Description of the task -> From the records that follow, copy every line in which "payload" appears.

Data provided ->

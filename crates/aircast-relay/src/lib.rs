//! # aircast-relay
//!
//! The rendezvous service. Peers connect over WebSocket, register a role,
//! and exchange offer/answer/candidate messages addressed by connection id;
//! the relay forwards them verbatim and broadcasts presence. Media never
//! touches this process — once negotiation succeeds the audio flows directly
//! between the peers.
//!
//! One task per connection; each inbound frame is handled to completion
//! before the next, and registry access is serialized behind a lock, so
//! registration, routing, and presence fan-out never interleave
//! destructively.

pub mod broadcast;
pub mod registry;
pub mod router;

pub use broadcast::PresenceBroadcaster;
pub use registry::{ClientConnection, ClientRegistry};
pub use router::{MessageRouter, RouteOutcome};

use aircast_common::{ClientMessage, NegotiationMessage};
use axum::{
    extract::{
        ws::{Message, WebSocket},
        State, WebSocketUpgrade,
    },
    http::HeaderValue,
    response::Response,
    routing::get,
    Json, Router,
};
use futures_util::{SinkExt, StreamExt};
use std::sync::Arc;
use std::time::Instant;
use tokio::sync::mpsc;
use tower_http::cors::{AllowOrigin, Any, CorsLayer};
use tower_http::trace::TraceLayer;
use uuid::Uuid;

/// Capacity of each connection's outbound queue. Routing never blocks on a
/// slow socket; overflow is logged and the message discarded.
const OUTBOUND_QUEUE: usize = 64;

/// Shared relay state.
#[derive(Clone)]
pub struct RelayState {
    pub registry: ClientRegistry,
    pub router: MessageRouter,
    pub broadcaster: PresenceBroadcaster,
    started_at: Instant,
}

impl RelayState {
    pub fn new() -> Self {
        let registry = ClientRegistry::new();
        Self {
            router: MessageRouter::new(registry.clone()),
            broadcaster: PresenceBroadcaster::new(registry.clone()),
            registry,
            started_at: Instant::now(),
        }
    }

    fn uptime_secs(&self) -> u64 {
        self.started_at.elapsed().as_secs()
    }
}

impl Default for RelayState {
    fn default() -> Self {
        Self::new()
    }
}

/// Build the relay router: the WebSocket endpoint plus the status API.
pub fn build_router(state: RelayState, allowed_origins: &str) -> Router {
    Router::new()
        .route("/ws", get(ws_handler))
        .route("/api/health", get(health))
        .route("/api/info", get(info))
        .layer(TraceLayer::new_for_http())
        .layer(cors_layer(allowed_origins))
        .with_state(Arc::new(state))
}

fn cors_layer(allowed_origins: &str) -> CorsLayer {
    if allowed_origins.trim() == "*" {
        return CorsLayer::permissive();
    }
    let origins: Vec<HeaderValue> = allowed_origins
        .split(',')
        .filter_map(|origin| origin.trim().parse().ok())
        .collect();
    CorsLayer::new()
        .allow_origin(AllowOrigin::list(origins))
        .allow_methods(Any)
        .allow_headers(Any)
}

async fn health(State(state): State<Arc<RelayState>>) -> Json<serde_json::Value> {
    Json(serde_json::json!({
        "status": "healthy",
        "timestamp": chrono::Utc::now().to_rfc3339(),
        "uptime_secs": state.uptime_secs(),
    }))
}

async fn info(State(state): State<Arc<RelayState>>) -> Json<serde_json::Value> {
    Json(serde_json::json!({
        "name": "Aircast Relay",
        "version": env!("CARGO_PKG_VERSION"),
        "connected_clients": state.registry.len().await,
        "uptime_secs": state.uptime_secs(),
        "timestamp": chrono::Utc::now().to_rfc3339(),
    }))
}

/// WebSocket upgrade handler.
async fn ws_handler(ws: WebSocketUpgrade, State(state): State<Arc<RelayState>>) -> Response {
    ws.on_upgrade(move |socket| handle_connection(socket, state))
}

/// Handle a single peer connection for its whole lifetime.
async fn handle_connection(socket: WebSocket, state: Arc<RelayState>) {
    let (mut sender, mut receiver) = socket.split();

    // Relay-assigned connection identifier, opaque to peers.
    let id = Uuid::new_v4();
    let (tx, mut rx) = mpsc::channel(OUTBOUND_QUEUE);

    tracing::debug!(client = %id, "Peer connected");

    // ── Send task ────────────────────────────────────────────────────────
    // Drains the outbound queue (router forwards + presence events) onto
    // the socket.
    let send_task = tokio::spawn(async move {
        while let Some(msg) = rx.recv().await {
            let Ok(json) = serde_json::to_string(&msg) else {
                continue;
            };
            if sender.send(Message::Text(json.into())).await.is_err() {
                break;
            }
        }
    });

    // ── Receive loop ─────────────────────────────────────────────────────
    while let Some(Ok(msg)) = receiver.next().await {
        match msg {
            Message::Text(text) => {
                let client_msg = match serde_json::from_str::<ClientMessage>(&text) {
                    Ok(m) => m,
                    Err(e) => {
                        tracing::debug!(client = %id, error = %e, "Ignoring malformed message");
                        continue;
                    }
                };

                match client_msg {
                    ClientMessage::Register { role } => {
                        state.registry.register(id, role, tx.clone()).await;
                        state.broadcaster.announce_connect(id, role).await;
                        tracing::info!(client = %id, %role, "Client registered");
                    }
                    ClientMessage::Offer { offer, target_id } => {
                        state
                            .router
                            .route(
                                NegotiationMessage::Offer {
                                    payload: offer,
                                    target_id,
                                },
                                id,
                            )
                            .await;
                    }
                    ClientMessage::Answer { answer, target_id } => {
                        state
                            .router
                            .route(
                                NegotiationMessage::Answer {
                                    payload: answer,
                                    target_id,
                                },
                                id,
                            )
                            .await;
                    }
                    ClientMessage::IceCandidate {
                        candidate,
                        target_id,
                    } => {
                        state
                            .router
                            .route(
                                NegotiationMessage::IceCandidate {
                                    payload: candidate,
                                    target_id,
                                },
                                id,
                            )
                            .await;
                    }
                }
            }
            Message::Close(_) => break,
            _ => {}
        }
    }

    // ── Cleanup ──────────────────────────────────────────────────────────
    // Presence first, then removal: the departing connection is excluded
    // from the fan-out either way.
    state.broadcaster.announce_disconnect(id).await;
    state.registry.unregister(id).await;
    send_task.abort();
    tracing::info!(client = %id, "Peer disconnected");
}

Exercise output ->
                                    payload: offer,
                                    payload: answer,
                                    payload: candidate,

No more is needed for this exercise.